====== LISTED RECORDS ======
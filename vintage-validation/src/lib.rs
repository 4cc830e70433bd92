//! # vintage-validation
//!
//! The sole defense against silent generator bugs: every distribution the
//! engine produces passes through here before it is returned or persisted.
//! Checks aggregate — a caller sees every violated invariant, not just the
//! first.

mod validator;

pub use validator::DistributionValidator;
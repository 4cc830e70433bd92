use std::fmt;

use crate::models::MetricType;

/// A single violated distribution invariant.
#[derive(Debug, Clone, PartialEq)]
pub struct Violation {
    /// Which metric's distribution violated the invariant.
    pub metric: MetricType,
    /// Check name: "monotonicity", "range", "sign", or "finite".
    pub check: &'static str,
    /// Human-readable description with the offending values.
    pub detail: String,
}

impl fmt::Display for Violation {
    fn fmt(&self, f: &mut fmt::Formatter<'_>) -> fmt::Result {
        write!(f, "{} {}: {}", self.metric, self.check, self.detail)
    }
}

fn fmt_violations(violations: &[Violation]) -> String {
    violations
        .iter()
        .map(Violation::to_string)
        .collect::<Vec<_>>()
        .join("; ")
}

/// Distribution validator errors. Aggregated: every violated invariant is
/// reported, not just the first.
#[derive(Debug, Clone, PartialEq, thiserror::Error)]
pub enum ValidationError {
    #[error("distribution validation failed: {}", fmt_violations(violations))]
    Invalid { violations: Vec<Violation> },
}

impl ValidationError {
    /// The violations carried by this error.
    pub fn violations(&self) -> &[Violation] {
        match self {
            Self::Invalid { violations } => violations,
        }
    }
}
//! Versioned schema migrations, applied in order on startup.

mod v001_scenario_matrices;

use rusqlite::Connection;

use vintage_core::errors::StoreError;
use vintage_core::{VintageError, VintageResult};

use crate::to_store_err;

/// Migrations in version order.
const MIGRATIONS: &[(u32, fn(&Connection) -> VintageResult<()>)] =
    &[(1, v001_scenario_matrices::migrate)];

/// Run all pending migrations.
pub fn run_migrations(conn: &Connection) -> VintageResult<()> {
    conn.execute_batch(
        "CREATE TABLE IF NOT EXISTS schema_version (
            version    INTEGER PRIMARY KEY,
            applied_at TEXT NOT NULL DEFAULT (strftime('%Y-%m-%dT%H:%M:%fZ', 'now'))
        );",
    )
    .map_err(|e| to_store_err(e.to_string()))?;

    let current: u32 = conn
        .query_row("SELECT COALESCE(MAX(version), 0) FROM schema_version", [], |row| row.get(0))
        .map_err(|e| to_store_err(e.to_string()))?;

    for (version, migrate) in MIGRATIONS {
        if *version <= current {
            continue;
        }
        migrate(conn).map_err(|e| {
            VintageError::Store(StoreError::MigrationFailed {
                version: *version,
                reason: e.to_string(),
            })
        })?;
        conn.execute("INSERT INTO schema_version (version) VALUES (?1)", [version])
            .map_err(|e| to_store_err(e.to_string()))?;
        tracing::info!(version, "applied migration");
    }
    Ok(())
}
======
## WORK INSTRUCTIONS
Give back each record, exactly as it reads.

## OUTPUT
filename vintage-validation/src/lib.rs
repository 4cc830e70433bd92
//! # vintage-validation
//!
//! The sole defense against silent generator bugs: every distribution the
//! engine produces passes through here before it is returned or persisted.
//! Checks aggregate — a caller sees every violated invariant, not just the
//! first.

mod validator;

pub use validator::DistributionValidator;
repository 4cc830e70433bd92
use std::fmt;

use crate::models::MetricType;

/// A single violated distribution invariant.
#[derive(Debug, Clone, PartialEq)]
pub struct Violation {
    /// Which metric's distribution violated the invariant.
    pub metric: MetricType,
    /// Check name: "monotonicity", "range", "sign", or "finite".
    pub check: &'static str,
    /// Human-readable description with the offending values.
    pub detail: String,
}

impl fmt::Display for Violation {
    fn fmt(&self, f: &mut fmt::Formatter<'_>) -> fmt::Result {
        write!(f, "{} {}: {}", self.metric, self.check, self.detail)
    }
}

fn fmt_violations(violations: &[Violation]) -> String {
    violations
        .iter()
        .map(Violation::to_string)
        .collect::<Vec<_>>()
        .join("; ")
}

/// Distribution validator errors. Aggregated: every violated invariant is
/// reported, not just the first.
#[derive(Debug, Clone, PartialEq, thiserror::Error)]
pub enum ValidationError {
    #[error("distribution validation failed: {}", fmt_violations(violations))]
    Invalid { violations: Vec<Violation> },
}

impl ValidationError {
    /// The violations carried by this error.
    pub fn violations(&self) -> &[Violation] {
        match self {
            Self::Invalid { violations } => violations,
        }
    }
}
//! Versioned schema migrations, applied in order on startup.

mod v001_scenario_matrices;

use rusqlite::Connection;

use vintage_core::errors::StoreError;
use vintage_core::{VintageError, VintageResult};

use crate::to_store_err;

/// Migrations in version order.
const MIGRATIONS: &[(u32, fn(&Connection) -> VintageResult<()>)] =
    &[(1, v001_scenario_matrices::migrate)];

/// Run all pending migrations.
pub fn run_migrations(conn: &Connection) -> VintageResult<()> {
    conn.execute_batch(
        "CREATE TABLE IF NOT EXISTS schema_version (
            version    INTEGER PRIMARY KEY,
            applied_at TEXT NOT NULL DEFAULT (strftime('%Y-%m-%dT%H:%M:%fZ', 'now'))
        );",
    )
    .map_err(|e| to_store_err(e.to_string()))?;

    let current: u32 = conn
        .query_row("SELECT COALESCE(MAX(version), 0) FROM schema_version", [], |row| row.get(0))
        .map_err(|e| to_store_err(e.to_string()))?;

    for (version, migrate) in MIGRATIONS {
        if *version <= current {
            continue;
        }
        migrate(conn).map_err(|e| {
            VintageError::Store(StoreError::MigrationFailed {
                version: *version,
                reason: e.to_string(),
            })
        })?;
        conn.execute("INSERT INTO schema_version (version) VALUES (?1)", [version])
            .map_err(|e| to_store_err(e.to_string()))?;
        tracing::info!(version, "applied migration");
    }
    Ok(())
}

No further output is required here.